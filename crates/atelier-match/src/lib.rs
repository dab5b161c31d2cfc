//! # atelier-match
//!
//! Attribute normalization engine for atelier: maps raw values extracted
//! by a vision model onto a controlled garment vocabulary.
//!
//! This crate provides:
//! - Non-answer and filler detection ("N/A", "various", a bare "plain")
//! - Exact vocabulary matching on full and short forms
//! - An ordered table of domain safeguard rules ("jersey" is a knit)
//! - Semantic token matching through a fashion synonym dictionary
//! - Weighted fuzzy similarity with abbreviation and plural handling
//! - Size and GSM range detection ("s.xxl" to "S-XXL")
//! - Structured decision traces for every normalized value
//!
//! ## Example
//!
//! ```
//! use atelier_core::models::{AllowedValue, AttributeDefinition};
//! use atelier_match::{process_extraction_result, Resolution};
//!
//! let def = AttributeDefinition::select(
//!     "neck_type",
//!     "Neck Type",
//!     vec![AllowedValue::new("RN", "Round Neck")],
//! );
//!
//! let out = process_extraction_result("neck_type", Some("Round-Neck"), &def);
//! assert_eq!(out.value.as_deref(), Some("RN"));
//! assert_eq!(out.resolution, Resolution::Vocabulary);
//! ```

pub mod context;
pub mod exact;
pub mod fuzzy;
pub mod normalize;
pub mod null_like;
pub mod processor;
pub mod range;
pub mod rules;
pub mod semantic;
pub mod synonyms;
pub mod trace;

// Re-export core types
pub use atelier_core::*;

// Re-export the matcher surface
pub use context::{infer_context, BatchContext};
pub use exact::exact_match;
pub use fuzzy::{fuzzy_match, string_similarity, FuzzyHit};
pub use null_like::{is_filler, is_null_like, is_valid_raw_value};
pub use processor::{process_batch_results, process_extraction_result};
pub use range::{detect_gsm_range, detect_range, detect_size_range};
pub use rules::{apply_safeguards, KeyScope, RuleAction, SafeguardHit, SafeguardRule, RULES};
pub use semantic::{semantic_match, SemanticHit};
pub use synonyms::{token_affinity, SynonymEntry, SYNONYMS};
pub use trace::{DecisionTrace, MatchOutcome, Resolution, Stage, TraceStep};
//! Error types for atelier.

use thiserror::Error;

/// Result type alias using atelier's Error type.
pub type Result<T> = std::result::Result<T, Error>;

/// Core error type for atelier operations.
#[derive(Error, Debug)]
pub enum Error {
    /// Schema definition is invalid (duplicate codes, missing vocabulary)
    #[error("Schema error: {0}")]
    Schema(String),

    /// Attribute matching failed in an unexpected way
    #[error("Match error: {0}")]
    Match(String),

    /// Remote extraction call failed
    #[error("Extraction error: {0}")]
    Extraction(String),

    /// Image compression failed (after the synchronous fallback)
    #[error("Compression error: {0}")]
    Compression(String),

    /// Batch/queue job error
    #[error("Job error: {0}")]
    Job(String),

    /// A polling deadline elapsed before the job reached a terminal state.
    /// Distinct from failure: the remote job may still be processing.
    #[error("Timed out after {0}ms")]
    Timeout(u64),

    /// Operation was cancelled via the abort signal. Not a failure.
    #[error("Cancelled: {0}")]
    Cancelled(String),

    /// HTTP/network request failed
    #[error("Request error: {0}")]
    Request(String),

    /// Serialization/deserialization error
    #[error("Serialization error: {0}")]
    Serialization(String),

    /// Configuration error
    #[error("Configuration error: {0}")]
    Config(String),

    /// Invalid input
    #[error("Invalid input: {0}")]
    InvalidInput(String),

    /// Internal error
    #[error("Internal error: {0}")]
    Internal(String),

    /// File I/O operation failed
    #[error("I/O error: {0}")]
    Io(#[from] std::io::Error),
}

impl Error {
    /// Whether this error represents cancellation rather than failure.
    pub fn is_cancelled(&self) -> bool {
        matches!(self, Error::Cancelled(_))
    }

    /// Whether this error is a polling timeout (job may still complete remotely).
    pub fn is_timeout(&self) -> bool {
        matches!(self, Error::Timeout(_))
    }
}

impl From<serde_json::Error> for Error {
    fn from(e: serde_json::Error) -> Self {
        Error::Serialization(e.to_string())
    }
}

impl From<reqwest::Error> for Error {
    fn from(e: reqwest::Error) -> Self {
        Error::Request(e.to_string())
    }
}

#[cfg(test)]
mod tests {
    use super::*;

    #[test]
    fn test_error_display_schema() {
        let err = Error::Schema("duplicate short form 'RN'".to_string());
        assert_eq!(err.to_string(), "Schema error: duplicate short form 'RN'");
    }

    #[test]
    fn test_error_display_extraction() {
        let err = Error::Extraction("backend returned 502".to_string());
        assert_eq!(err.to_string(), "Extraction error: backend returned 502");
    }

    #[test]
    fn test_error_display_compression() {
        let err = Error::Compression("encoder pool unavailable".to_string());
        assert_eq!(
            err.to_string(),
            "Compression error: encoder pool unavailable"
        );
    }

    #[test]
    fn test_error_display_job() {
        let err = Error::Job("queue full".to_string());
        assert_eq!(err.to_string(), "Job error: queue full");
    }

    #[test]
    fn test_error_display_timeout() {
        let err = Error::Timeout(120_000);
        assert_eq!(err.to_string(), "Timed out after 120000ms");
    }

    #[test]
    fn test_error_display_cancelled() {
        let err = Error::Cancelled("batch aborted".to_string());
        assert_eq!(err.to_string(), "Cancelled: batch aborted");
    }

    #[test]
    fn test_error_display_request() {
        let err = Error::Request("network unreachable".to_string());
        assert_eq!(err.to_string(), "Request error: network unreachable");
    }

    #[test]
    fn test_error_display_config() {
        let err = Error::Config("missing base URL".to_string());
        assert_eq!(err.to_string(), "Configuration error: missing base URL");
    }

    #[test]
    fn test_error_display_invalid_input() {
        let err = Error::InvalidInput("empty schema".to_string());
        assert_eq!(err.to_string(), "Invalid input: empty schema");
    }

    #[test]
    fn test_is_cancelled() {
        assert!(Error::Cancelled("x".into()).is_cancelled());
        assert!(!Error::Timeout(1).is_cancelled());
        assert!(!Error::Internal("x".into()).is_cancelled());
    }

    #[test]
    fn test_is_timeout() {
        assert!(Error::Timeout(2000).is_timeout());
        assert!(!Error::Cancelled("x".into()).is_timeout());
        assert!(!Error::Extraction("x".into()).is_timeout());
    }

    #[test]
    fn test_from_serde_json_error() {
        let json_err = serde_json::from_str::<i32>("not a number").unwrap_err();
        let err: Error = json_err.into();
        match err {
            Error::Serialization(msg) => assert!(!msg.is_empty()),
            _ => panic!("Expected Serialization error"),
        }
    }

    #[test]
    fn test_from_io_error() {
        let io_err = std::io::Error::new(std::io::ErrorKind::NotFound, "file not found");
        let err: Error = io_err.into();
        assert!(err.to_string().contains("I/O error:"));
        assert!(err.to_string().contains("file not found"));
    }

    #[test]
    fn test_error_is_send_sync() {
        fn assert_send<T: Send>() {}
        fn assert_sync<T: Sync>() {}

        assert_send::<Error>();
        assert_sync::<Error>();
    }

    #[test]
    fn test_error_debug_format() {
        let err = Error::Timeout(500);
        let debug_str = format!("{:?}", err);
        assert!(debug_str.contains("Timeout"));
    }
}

◆ ◆ ◆

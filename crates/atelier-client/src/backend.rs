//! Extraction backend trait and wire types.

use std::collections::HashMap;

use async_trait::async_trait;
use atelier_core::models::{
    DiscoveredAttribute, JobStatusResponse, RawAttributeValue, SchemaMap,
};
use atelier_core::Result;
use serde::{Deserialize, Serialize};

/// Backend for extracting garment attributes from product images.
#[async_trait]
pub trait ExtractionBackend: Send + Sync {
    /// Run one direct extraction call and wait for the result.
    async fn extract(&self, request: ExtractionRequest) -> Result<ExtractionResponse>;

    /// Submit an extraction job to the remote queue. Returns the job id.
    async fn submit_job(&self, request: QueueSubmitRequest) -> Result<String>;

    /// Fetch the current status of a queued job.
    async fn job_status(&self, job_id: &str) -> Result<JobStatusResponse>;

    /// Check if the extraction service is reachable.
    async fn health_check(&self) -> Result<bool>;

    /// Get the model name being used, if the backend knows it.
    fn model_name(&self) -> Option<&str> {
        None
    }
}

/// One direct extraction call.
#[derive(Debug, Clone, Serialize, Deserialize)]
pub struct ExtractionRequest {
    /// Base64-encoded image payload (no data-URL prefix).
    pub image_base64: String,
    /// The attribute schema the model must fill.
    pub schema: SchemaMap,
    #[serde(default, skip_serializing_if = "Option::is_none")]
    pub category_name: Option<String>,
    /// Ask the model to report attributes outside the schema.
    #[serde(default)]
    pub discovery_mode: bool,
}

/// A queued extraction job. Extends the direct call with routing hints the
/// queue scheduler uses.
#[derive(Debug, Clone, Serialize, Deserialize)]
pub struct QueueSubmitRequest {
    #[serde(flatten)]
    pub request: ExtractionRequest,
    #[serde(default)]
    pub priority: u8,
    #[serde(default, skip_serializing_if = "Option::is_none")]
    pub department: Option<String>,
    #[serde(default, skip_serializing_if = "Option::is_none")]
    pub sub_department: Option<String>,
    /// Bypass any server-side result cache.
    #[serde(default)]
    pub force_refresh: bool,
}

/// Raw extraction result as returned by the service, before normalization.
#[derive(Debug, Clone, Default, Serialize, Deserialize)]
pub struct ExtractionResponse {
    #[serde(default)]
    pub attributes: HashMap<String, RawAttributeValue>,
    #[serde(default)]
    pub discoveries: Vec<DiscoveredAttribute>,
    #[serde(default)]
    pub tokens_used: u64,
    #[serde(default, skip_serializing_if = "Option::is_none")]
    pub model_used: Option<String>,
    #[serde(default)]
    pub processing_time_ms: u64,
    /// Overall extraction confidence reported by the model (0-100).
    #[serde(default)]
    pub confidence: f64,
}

◆ ◆ ◆

• _GOAL OF THE EXERCISE_
Work out how many lines in the records above hold the string "Timed", then give only that count.

• _TASK ANSWER_
2